10 Video Games With Little Hope For Humanity
4. Hatred
And yet, even if the concept of Mutually Assured Destruction holds firm, what's to stop some crazy, gun-totting a**hole killing a ton of people totally out of nowhere?
Hatred, to be clear, is not a good game - it's an ugly, mean-spirited isometric shooter in which players take control of a misanthropic mass murderer whose singular goal is to kill as many innocent human beings as possible.
Hatred is framed as a riposte to political correctness and games-as-art, produced to express no wider artistic intent while wearing its edgy nihilism on its sleeve.
And yet, it's hard not to play Hatred without thinking of all the mass shootings which occur on a devastatingly frequent basis in the U.S., and consider that Hatred is, perhaps unintentionally, tapping into something real.

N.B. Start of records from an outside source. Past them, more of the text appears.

use crate::compound::{CompoundCode, CompoundTable};
use crate::stats::round_to;

/// Track temperature at which fitted parameters are taken as-is.
pub const BASELINE_TRACK_TEMP_C: f64 = 25.0;

// near-freezing tracks would otherwise push the softest compounds negative
const MIN_MULTIPLIER: f64 = 0.05;

/// Wear multiplier for `code` at `track_temp_c`.
///
/// The shared factor `(temp / 25)^1.2` is scaled per compound: softer compounds
/// (higher C-number) react more to heat than harder ones. The compound
/// sensitivity scales the deviation from baseline, so every compound sits at
/// exactly 1.0 at 25°C.
pub fn temperature_multiplier(code: CompoundCode, track_temp_c: f64) -> f64 {
    let base_mult = (track_temp_c.max(0.0) / BASELINE_TRACK_TEMP_C).powf(1.2);
    let sensitivity = 1.0 + 0.05 * (code.code_num() as f64 - 3.0);
    (1.0 + (base_mult - 1.0) * sensitivity).max(MIN_MULTIPLIER)
}

/// New table with wear rates scaled up (and the cliff and stint length pulled in)
/// for hot tracks, and the reverse for cold ones.
pub fn adjust_for_temperature(table: &CompoundTable, track_temp_c: f64) -> CompoundTable {
    table
        .iter()
        .fold(CompoundTable::builder(), |builder, params| {
            let mult = temperature_multiplier(params.code(), track_temp_c);
            let onset = (params.cliff_onset_lap() as f64 / mult.sqrt().max(0.5)).floor() as u32;
            let max_stint = (params.typical_max_stint_laps() as f64 / mult.max(0.5)).floor() as u32;

            builder.insert(params.rescaled(
                round_to(params.avg_deg_s_per_lap() * mult, 4),
                onset.max(5),
                round_to(params.cliff_rate_s_per_lap2() * mult, 5),
                max_stint.max(5),
                round_to(mult, 3),
            ))
        })
        .build()
}

#[cfg(test)]
mod tests {
    use super::*;
    use crate::compound::fallback_table;

    #[test]
    fn baseline_temperature_leaves_table_unchanged() {
        let base = fallback_table();
        let adjusted = adjust_for_temperature(&base, 25.0);
        for params in adjusted.iter() {
            let original = base.get(params.code()).unwrap();
            assert_eq!(params.temp_multiplier(), Some(1.0));
            assert_eq!(params.avg_deg_s_per_lap(), original.avg_deg_s_per_lap());
            assert_eq!(params.cliff_onset_lap(), original.cliff_onset_lap());
            assert_eq!(params.typical_max_stint_laps(), original.typical_max_stint_laps());
        }
        // the input table is not touched
        assert!(base.iter().all(|p| p.temp_multiplier().is_none()));
    }

    #[test]
    fn hot_track_shortens_stints_and_raises_wear() {
        let base = fallback_table();
        let hot = adjust_for_temperature(&base, 45.0);
        let c3 = hot.get(CompoundCode::C3).unwrap();
        let mult = (45.0f64 / 25.0).powf(1.2);

        assert!((c3.temp_multiplier().unwrap() - round_to(mult, 3)).abs() < 1e-12);
        assert!((c3.avg_deg_s_per_lap() - round_to(0.065 * mult, 4)).abs() < 1e-12);
        assert_eq!(c3.cliff_onset_lap(), (24.0 / mult.sqrt()).floor() as u32);
        assert_eq!(c3.typical_max_stint_laps(), (32.0 / mult).floor() as u32);
    }

    #[test]
    fn softer_compounds_are_more_heat_sensitive() {
        let c1 = temperature_multiplier(CompoundCode::C1, 40.0);
        let c5 = temperature_multiplier(CompoundCode::C5, 40.0);
        assert!(c5 > c1);
        // cold track reverses the ordering
        assert!(temperature_multiplier(CompoundCode::C5, 15.0) < temperature_multiplier(CompoundCode::C1, 15.0));
    }

    #[test]
    fn stint_and_onset_floors_at_five_laps() {
        let base = fallback_table();
        let scorching = adjust_for_temperature(&base, 90.0);
        let c5 = scorching.get(CompoundCode::C5).unwrap();
        assert!(c5.typical_max_stint_laps() >= 5);
        assert!(c5.cliff_onset_lap() >= 5);
    }

    #[test]
    fn cold_track_extends_stints_up_to_double() {
        let base = fallback_table();
        let cold = adjust_for_temperature(&base, 5.0);
        // multiplier below 0.5 is capped when stretching stint length
        let c3 = cold.get(CompoundCode::C3).unwrap();
        assert_eq!(c3.typical_max_stint_laps(), 64);
        assert_eq!(c3.cliff_onset_lap(), (24.0 / 0.5f64).floor() as u32);
    }

    #[test]
    fn sensitivity_scales_the_deviation_not_the_multiplier() {
        // 1 + (b - 1) * sens, not b * sens: C1 and C5 sit 0.1 either side of the product form
        let shared = (40.0f64 / 25.0).powf(1.2);
        let c1 = temperature_multiplier(CompoundCode::C1, 40.0);
        let c5 = temperature_multiplier(CompoundCode::C5, 40.0);
        assert!((c1 - 1.6819).abs() < 1e-4);
        assert!((c5 - 1.8335).abs() < 1e-4);
        assert!((c1 - shared * 0.9 - 0.1).abs() < 1e-9);
        assert!((shared * 1.1 - c5 - 0.1).abs() < 1e-9);
        // C3 has unit sensitivity, so both forms agree
        assert!((temperature_multiplier(CompoundCode::C3, 40.0) - shared).abs() < 1e-12);
    }

    #[test]
    fn freezing_track_keeps_wear_positive() {
        for code in [CompoundCode::C1, CompoundCode::C5] {
            let mult = temperature_multiplier(code, 0.0);
            assert!(mult.is_finite());
            assert!(mult >= MIN_MULTIPLIER);
        }
    }
}
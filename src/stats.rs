// small descriptive-statistics helpers shared by the fitter and the historical analyzer

pub fn mean(values: &[f64]) -> Option<f64> {
    if values.is_empty() {
        return None;
    }
    Some(values.iter().sum::<f64>() / values.len() as f64)
}

/// Percentile with linear interpolation between closest ranks (numpy's default method).
/// `p` is in [0, 100].
pub fn percentile(values: &[f64], p: f64) -> Option<f64> {
    if values.is_empty() {
        return None;
    }
    let mut sorted = values.to_vec();
    sorted.sort_by(|a, b| a.total_cmp(b));

    let rank = (p / 100.0).clamp(0.0, 1.0) * (sorted.len() - 1) as f64;
    let lo = rank.floor() as usize;
    let hi = rank.ceil() as usize;
    let frac = rank - lo as f64;
    Some(sorted[lo] + (sorted[hi] - sorted[lo]) * frac)
}

pub fn median(values: &[f64]) -> Option<f64> {
    percentile(values, 50.0)
}

pub fn round_to(value: f64, places: i32) -> f64 {
    let factor = 10f64.powi(places);
    (value * factor).round() / factor
}
impl<'a> RacePlanner<'a> {
    fn new(request: &SimulationRequest, table: &'a CompoundTable) -> Self {
        Self {
            table,
            base_lap_s: request.base_lap_time_s * request.weather_condition.pace_multiplier(),
            pit_loss_s: request.pit_loss_seconds,
            total_laps: request.total_laps,
        }
    }

    fn params(&self, code: CompoundCode) -> Option<&'a CompoundParameters> {
        self.table.get(code)
    }

    fn cap(&self, params: &CompoundParameters) -> u32 {
        params.typical_max_stint_laps() + STINT_CAP_MARGIN
    }

    fn total_time(&self, plan: &[(LapModel, u32)]) -> f64 {
        let stints: f64 = plan.iter().map(|(model, laps)| model.stint(*laps).total_s).sum();
        stints + plan.len().saturating_sub(1) as f64 * self.pit_loss_s
    }

    fn build(&self, name: String, plan: &[(CompoundCode, u32)], note: &str) -> Option<StrategyResult> {
        let mut stints = Vec::with_capacity(plan.len());
        let mut pit_stop_laps = Vec::new();
        let mut total_time_s = 0.0;
        let mut current_lap = 1;

        for (i, &(code, laps)) in plan.iter().enumerate() {
            let timing = LapModel::new(self.base_lap_s, self.params(code)?).stint(laps);
            let end_lap = (current_lap + laps).saturating_sub(1);
            stints.push(StintDetail {
                stint_number: i as u32 + 1,
                compound: code,
                start_lap: current_lap,
                end_lap,
                laps,
                stint_time_s: timing.total_s,
                avg_lap_time_s: timing.avg_lap_s,
                final_lap_time_s: timing.final_lap_s,
                cliff_laps: timing.cliff_laps,
                is_wet_tyre: code.is_wet_tyre(),
            });
            total_time_s += timing.total_s;
            if i + 1 < plan.len() {
                pit_stop_laps.push(end_lap);
                total_time_s += self.pit_loss_s;
            }
            current_lap += laps;
        }

        debug!(%name, total_time_s, "candidate built");
        Some(StrategyResult {
            name,
            stops: pit_stop_laps.len() as u32,
            total_time_display: format_race_time(total_time_s),
            total_time_s,
            pit_stop_laps,
            stints,
            weather_note: note.to_string(),
            historical_adjustment_s: None,
            historical_notes: None,
        })
    }

    fn optimize_one_stop(&self, first: CompoundCode, second: CompoundCode) -> Option<StrategyResult> {
        let (p1, p2) = (self.params(first)?, self.params(second)?);
        let (m1, m2) = (LapModel::new(self.base_lap_s, p1), LapModel::new(self.base_lap_s, p2));
        let (cap1, cap2) = (self.cap(p1), self.cap(p2));
        let total = self.total_laps;

        let mut best: Option<(f64, u32)> = None;
        for split in MIN_STINT_LAPS..=total.saturating_sub(MIN_STINT_LAPS) {
            if split > cap1 || total - split > cap2 {
                continue;
            }
            let t = self.total_time(&[(m1, split), (m2, total - split)]);
            if best.map_or(true, |(best_t, _)| t < best_t) {
                best = Some((t, split));
            }
        }

        let split = match best {
            Some((_, split)) => split,
            None => {
                warn!(%first, %second, total, "no 1-stop split fits the stint caps, using an even split");
                total / 2
            }
        };
        self.build(
            format!("1-Stop: {} \u{2192} {}", first, second),
            &[(first, split), (second, total - split)],
            "",
        )
    }

    fn optimize_two_stop(&self, codes: [CompoundCode; 3]) -> Option<StrategyResult> {
        let [c1, c2, c3] = codes;
        let (p1, p2, p3) = (self.params(c1)?, self.params(c2)?, self.params(c3)?);
        let models = [p1, p2, p3].map(|p| LapModel::new(self.base_lap_s, p));
        let (cap1, cap2, cap3) = (self.cap(p1), self.cap(p2), self.cap(p3));
        let total = self.total_laps;

        let mut best: Option<(f64, u32, u32)> = None;
        let s1_max = cap1.min(total.saturating_sub(2 * MIN_STINT_LAPS));
        for s1 in MIN_STINT_LAPS..=s1_max {
            let s2_max = cap2.min(total.saturating_sub(s1 + MIN_STINT_LAPS));
            for s2 in MIN_STINT_LAPS..=s2_max {
                let s3 = total - s1 - s2;
                if s3 < MIN_STINT_LAPS || s3 > cap3 {
                    continue;
                }
                let t = self.total_time(&[(models[0], s1), (models[1], s2), (models[2], s3)]);
                if best.map_or(true, |(best_t, _, _)| t < best_t) {
                    best = Some((t, s1, s2));
                }
            }
        }

        let (s1, s2) = match best {
            Some((_, s1, s2)) => (s1, s2),
            None => {
                warn!(%c1, %c2, %c3, total, "no 2-stop split fits the stint caps, using an even split");
                (total / 3, total / 3)
            }
        };
        self.build(
            format!("2-Stop: {} \u{2192} {} \u{2192} {}", c1, c2, c3),
            &[(c1, s1), (c2, s2), (c3, total - s1 - s2)],
            "",
        )
    }
}

// ---------- Dry ----------

fn dry_strategies(request: &SimulationRequest, table: &CompoundTable) -> Vec<StrategyResult> {
    let planner = RacePlanner::new(request, table);
    let slicks = table.slick_codes();
    let mut strategies = Vec::new();

    for &a in &slicks {
        for &b in slicks.iter().filter(|b| **b != a) {
            strategies.extend(planner.optimize_one_stop(a, b));
        }
    }

    for &a in &slicks {
        for &b in &slicks {
            for &c in &slicks {
                if a == b && b == c {
                    continue;
                }
                strategies.extend(planner.optimize_two_stop([a, b, c]));
            }
        }
    }
    strategies
}

// ---------- Wet weather templates ----------

fn damp_strategies(request: &SimulationRequest, table: &CompoundTable) -> Vec<StrategyResult> {
    let total = request.total_laps;
    let crossover = floor_laps(total, request.rain_intensity * 0.5)
        .min(total.saturating_sub(10))
        .max(5);
    let note = format!("Track dries ~lap {}. Inters mandatory at start.", crossover);

    // inters overheat once the track is dry
    let inter = intermediate_parameters()
        .with_cliff(crossover, DAMP_INTER_CLIFF_RATE)
        .with_max_stint(crossover + 5);
    let damp_table = table.to_builder().insert(inter).build();
    let planner = RacePlanner::new(request, &damp_table);
    let slicks = damp_table.slick_codes();
    let inter = CompoundCode::Intermediate;
    let remaining = total.saturating_sub(crossover);
    let mut strategies = Vec::new();

    for &slick in &slicks {
        strategies.extend(planner.build(
            format!("1-Stop: INTER \u{2192} {}", slick),
            &[(inter, crossover), (slick, remaining)],
            &note,
        ));
    }

    let second = remaining / 2;
    let third = remaining - second;
    if second >= MIN_STINT_LAPS && third >= MIN_STINT_LAPS {
        for &a in &slicks {
            for &b in slicks.iter().filter(|b| **b != a) {
                strategies.extend(planner.build(
                    format!("2-Stop: INTER \u{2192} {} \u{2192} {}", a, b),
                    &[(inter, crossover), (a, second), (b, third)],
                    &note,
                ));
            }
        }
    }
    strategies
}

fn wet_strategies(request: &SimulationRequest, table: &CompoundTable) -> Vec<StrategyResult> {
    let total = request.total_laps;
    let rain = request.rain_intensity;
    let crossover = floor_laps(total, rain * 0.7)
        .min(total.saturating_sub(5))
        .max(10);

    let wet_table = with_wet_tyres(table);
    let planner = RacePlanner::new(request, &wet_table);
    let (inter, wet) = (CompoundCode::Intermediate, CompoundCode::Wet);
    let mut strategies = Vec::new();

    strategies.extend(planner.build(
        format!("0-Stop: {}", inter),
        &[(inter, total)],
        "Full wet race on inters",
    ));

    if rain > 0.5 {
        let switch = total / 2;
        strategies.extend(planner.build(
            "1-Stop: WET \u{2192} INTER".to_string(),
            &[(wet, switch), (inter, total - switch)],
            "Start Full Wets, switch to Inters as rain eases",
        ));
    }

    if rain < 0.6 && crossover + 8 < total {
        let note = format!("Late crossover to slicks at ~lap {}", crossover);
        for slick in wet_table.slick_codes().into_iter().take(2) {
            strategies.extend(planner.build(
                format!("1-Stop: INTER \u{2192} {}", slick),
                &[(inter, crossover), (slick, total - crossover)],
                &note,
            ));
        }
    }
    strategies
}

fn extreme_strategies(request: &SimulationRequest, table: &CompoundTable) -> Vec<StrategyResult> {
    let total = request.total_laps;
    let switch = (total / 2)
        .max(floor_laps(total, request.rain_intensity * 0.6))
        .min(total.saturating_sub(5));

    let wet_table = with_wet_tyres(table);
    let planner = RacePlanner::new(request, &wet_table);
    let (inter, wet) = (CompoundCode::Intermediate, CompoundCode::Wet);

    [
        planner.build(
            format!("0-Stop: {}", wet),
            &[(wet, total)],
            "Extreme rain. Full Wets only",
        ),
        planner.build(
            "1-Stop: WET \u{2192} INTER".to_string(),
            &[(wet, switch), (inter, total - switch)],
            "Switch to Inters if rain eases",
        ),
    ]
    .into_iter()
    .flatten()
    .collect()
}
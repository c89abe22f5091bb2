// Application state for HTTP handlers
use crate::application::panel_service::ChartPanel;
use tokio::sync::Mutex;

/// One panel per process. Handlers hold the lock for a whole draw, so draws never interleave.
pub struct AppState {
    pub panel: Mutex<ChartPanel>,
}

impl AppState {
    pub fn new(panel: ChartPanel) -> Self {
        Self {
            panel: Mutex::new(panel),
        }
    }
}
// Chart domain model - the figure handed to the canvas
use super::metric::MetricName;
use super::telemetry::TickSet;
use serde::Serialize;

pub const FILTERED_SUFFIX: &str = "_filtered";

/// Marker symbols offered by the line style panel
pub const MARKERS: &[&str] = &[
    ".", ",", "o", "v", "<", ">", "^", "1", "2", "3", "4", "s", "p", "*", "h", "H", "+", "x", "D",
    "d",
];

pub const LINE_DASHES: &[&str] = &["-", "--", "-.", ":"];

/// Named colors offered by the line style panel, roughly ordered by hue
pub const NAMED_COLORS: &[&str] = &[
    "black", "dimgray", "gray", "silver", "white", "maroon", "red", "tomato", "coral", "orange",
    "gold", "yellow", "olive", "yellowgreen", "green", "lime", "seagreen", "teal", "cyan",
    "deepskyblue", "steelblue", "navy", "blue", "slateblue", "indigo", "purple", "violet",
    "magenta", "deeppink", "crimson",
];

#[derive(Debug, Clone, Copy, PartialEq, Eq, Serialize)]
#[serde(rename_all = "lowercase")]
pub enum AxisSide {
    Left,
    Right,
}

#[derive(Debug, Clone, Copy, PartialEq, Eq, Serialize)]
#[serde(rename_all = "lowercase")]
pub enum SeriesRole {
    Raw,
    Filtered,
}

#[derive(Debug, Clone, PartialEq, Serialize)]
pub struct SeriesStyle {
    pub color: String,
    pub marker: Option<String>,
    pub dash: String,
}

impl SeriesStyle {
    pub fn line(color: &str) -> Self {
        Self {
            color: color.to_string(),
            marker: None,
            dash: "-".to_string(),
        }
    }

    pub fn for_role(side: AxisSide, role: SeriesRole) -> Self {
        let color = match (side, role) {
            (AxisSide::Left, SeriesRole::Raw) => "blue",
            (AxisSide::Left, SeriesRole::Filtered) => "green",
            (AxisSide::Right, SeriesRole::Raw) => "red",
            (AxisSide::Right, SeriesRole::Filtered) => "orange",
        };
        Self::line(color)
    }
}

/// One plotted line. Points sit at x = 0..values.len().
#[derive(Debug, Clone, Serialize)]
pub struct Series {
    pub label: String,
    pub date: String,
    pub metric: MetricName,
    pub role: SeriesRole,
    pub style: SeriesStyle,
    pub values: Vec<f64>,
}

impl Series {
    pub fn new(
        date: &str,
        metric: MetricName,
        role: SeriesRole,
        style: SeriesStyle,
        values: Vec<f64>,
    ) -> Self {
        Self {
            label: Self::label_for(date, metric, role),
            date: date.to_string(),
            metric,
            role,
            style,
            values,
        }
    }

    pub fn label_for(date: &str, metric: MetricName, role: SeriesRole) -> String {
        match role {
            SeriesRole::Raw => format!("{} {}", date, metric),
            SeriesRole::Filtered => format!("{} {}{}", date, metric, FILTERED_SUFFIX),
        }
    }
}

#[derive(Debug, Clone, Serialize)]
pub struct Axis {
    pub side: AxisSide,
    pub metric: MetricName,
    pub y_label: String,
    pub y_min: f64,
    pub y_max: f64,
    pub series: Vec<Series>,
}

#[derive(Debug, Clone, PartialEq, Serialize)]
pub struct LegendEntry {
    pub label: String,
    pub color: String,
    pub side: AxisSide,
}

/// Left axis first, optional right (twin) axis second; both share the x range and ticks.
#[derive(Debug, Clone, Serialize)]
pub struct Figure {
    pub x_label: String,
    pub x_ticks: TickSet,
    pub axes: Vec<Axis>,
    pub legend: Vec<LegendEntry>,
}

impl Figure {
    pub fn new() -> Self {
        Self {
            x_label: "time".to_string(),
            x_ticks: TickSet::default(),
            axes: Vec::new(),
            legend: Vec::new(),
        }
    }

    /// Returns the axis on `side`, creating it with a fixed [0, y_max] range if absent
    pub fn axis_mut(&mut self, side: AxisSide, metric: MetricName, y_max: f64) -> &mut Axis {
        let position = match self.axes.iter().position(|a| a.side == side) {
            Some(position) => position,
            None => {
                let axis = Axis {
                    side,
                    metric,
                    y_label: metric.as_str().to_string(),
                    y_min: 0.0,
                    y_max,
                    series: Vec::new(),
                };
                match side {
                    AxisSide::Left => {
                        self.axes.insert(0, axis);
                        0
                    }
                    AxisSide::Right => {
                        self.axes.push(axis);
                        self.axes.len() - 1
                    }
                }
            }
        };
        &mut self.axes[position]
    }

    #[cfg(test)]
    pub fn axis(&self, side: AxisSide) -> Option<&Axis> {
        self.axes.iter().find(|a| a.side == side)
    }

    pub fn set_x_ticks(&mut self, ticks: TickSet) {
        self.x_ticks = ticks;
    }

    #[cfg(test)]
    pub fn series(&self) -> impl Iterator<Item = &Series> {
        self.axes.iter().flat_map(|a| a.series.iter())
    }

    pub fn series_count(&self) -> usize {
        self.axes.iter().map(|a| a.series.len()).sum()
    }

    /// Single legend over every series on both axes
    pub fn compose_legend(&mut self) {
        self.legend = self
            .axes
            .iter()
            .flat_map(|axis| {
                axis.series.iter().map(move |s| LegendEntry {
                    label: s.label.clone(),
                    color: s.style.color.clone(),
                    side: axis.side,
                })
            })
            .collect();
    }
}

impl Default for Figure {
    fn default() -> Self {
        Self::new()
    }
}
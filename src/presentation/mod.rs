// Presentation layer - HTTP surface of the chart panel
pub mod app_state;
pub mod handlers;
// In-process table source, loaded from a JSON snapshot or built in tests
use crate::application::table::{Frame, TableQuery, TableSource};
use anyhow::{Context, Result, anyhow};
use async_trait::async_trait;
use serde_json::Value;
use std::collections::{BTreeSet, HashMap};
use std::path::Path;
#[cfg(test)]
use std::sync::atomic::{AtomicUsize, Ordering};

#[derive(Debug, Default)]
pub struct MemoryTable {
    tables: HashMap<String, Frame>,
    #[cfg(test)]
    materialized: AtomicUsize,
}

impl MemoryTable {
    pub fn new() -> Self {
        Self::default()
    }

    pub fn with_table(mut self, name: &str, frame: Frame) -> Self {
        self.tables.insert(name.to_string(), frame);
        self
    }

    /// Load a `{"columns": [...], "rows": [[...], ...]}` snapshot as table `name`
    pub fn from_json_file(name: &str, path: impl AsRef<Path>) -> Result<Self> {
        let path = path.as_ref();
        let raw = std::fs::read_to_string(path)
            .with_context(|| format!("Failed to read table snapshot {}", path.display()))?;
        let frame: Frame = serde_json::from_str(&raw)
            .with_context(|| format!("Failed to parse table snapshot {}", path.display()))?;

        tracing::info!("Loaded {} rows for table {} from {}", frame.len(), name, path.display());
        Ok(Self::new().with_table(name, frame))
    }

    /// Number of `materialize` calls served so far
    #[cfg(test)]
    pub fn materialize_count(&self) -> usize {
        self.materialized.load(Ordering::Relaxed)
    }

    fn matching_rows<'a>(&'a self, query: &TableQuery) -> Result<(&'a Frame, Vec<&'a Vec<Value>>)> {
        let frame = self
            .tables
            .get(&query.table)
            .ok_or_else(|| anyhow!("unknown dataframe '{}'", query.table))?;

        let mut predicates = Vec::with_capacity(query.predicates.len());
        for p in &query.predicates {
            predicates.push((frame.column_index(&p.column)?, p.value.as_str()));
        }

        let rows = frame
            .rows
            .iter()
            .filter(|row| {
                predicates
                    .iter()
                    .all(|(idx, value)| row.get(*idx).map(cell_text).as_deref() == Some(*value))
            })
            .collect();

        Ok((frame, rows))
    }
}

fn cell_text(cell: &Value) -> String {
    match cell {
        Value::String(s) => s.clone(),
        other => other.to_string(),
    }
}

#[async_trait]
impl TableSource for MemoryTable {
    async fn distinct_sorted(&self, query: &TableQuery, column: &str) -> Result<Vec<String>> {
        let (frame, rows) = self.matching_rows(query)?;
        let idx = frame.column_index(column)?;

        let values: BTreeSet<String> = rows
            .into_iter()
            .filter_map(|row| row.get(idx))
            .filter(|cell| !cell.is_null())
            .map(cell_text)
            .collect();

        Ok(values.into_iter().collect())
    }

    async fn materialize(&self, query: &TableQuery) -> Result<Frame> {
        #[cfg(test)]
        self.materialized.fetch_add(1, Ordering::Relaxed);
        let (frame, rows) = self.matching_rows(query)?;

        let columns = if query.columns.is_empty() {
            frame.columns.clone()
        } else {
            query.columns.clone()
        };
        let mut indices = Vec::with_capacity(columns.len());
        for column in &columns {
            indices.push(frame.column_index(column)?);
        }

        let rows: Vec<Vec<Value>> = rows
            .into_iter()
            .map(|row| {
                indices
                    .iter()
                    .map(|&i| row.get(i).cloned().unwrap_or(Value::Null))
                    .collect()
            })
            .collect();

        Ok(Frame::new(columns, rows))
    }
}

/// Fixture shared by the test modules: one row per minute between 05:58 and 07:01
/// for each date, with illum rising by one per row.
#[cfg(test)]
pub(crate) fn sample_table(dates: &[&str]) -> MemoryTable {
    use serde_json::json;

    let columns = ["date", "time", "illum", "cct", "swr"]
        .iter()
        .map(|c| c.to_string())
        .collect();

    let mut rows = Vec::new();
    for date in dates {
        for (i, minute) in (5 * 60 + 58..=7 * 60 + 1).enumerate() {
            rows.push(vec![
                json!(date),
                json!(format!("{:02}:{:02}:00", minute / 60, minute % 60)),
                json!(i as f64),
                json!(5000.0 + i as f64),
                json!(0.5),
            ]);
        }
    }

    MemoryTable::new().with_table("nt_srs", Frame::new(columns, rows))
}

Obviously the violence in the game is massively exaggerated and played for crass entertainment purposes, but its people-hating protagonist doesn't exactly feel a million miles away from real-life mass shooters - that is to say, typically angry white men.
As much as you might wonder why a game like Hatred really needs to exist at all, it manages to bottle the repulsive, impotent rage felt by a certain quarter of society, which without any warning can explode into violence inflicted upon innocent people just going about their day.
The fact that Hatred quickly became a best-seller really says it all.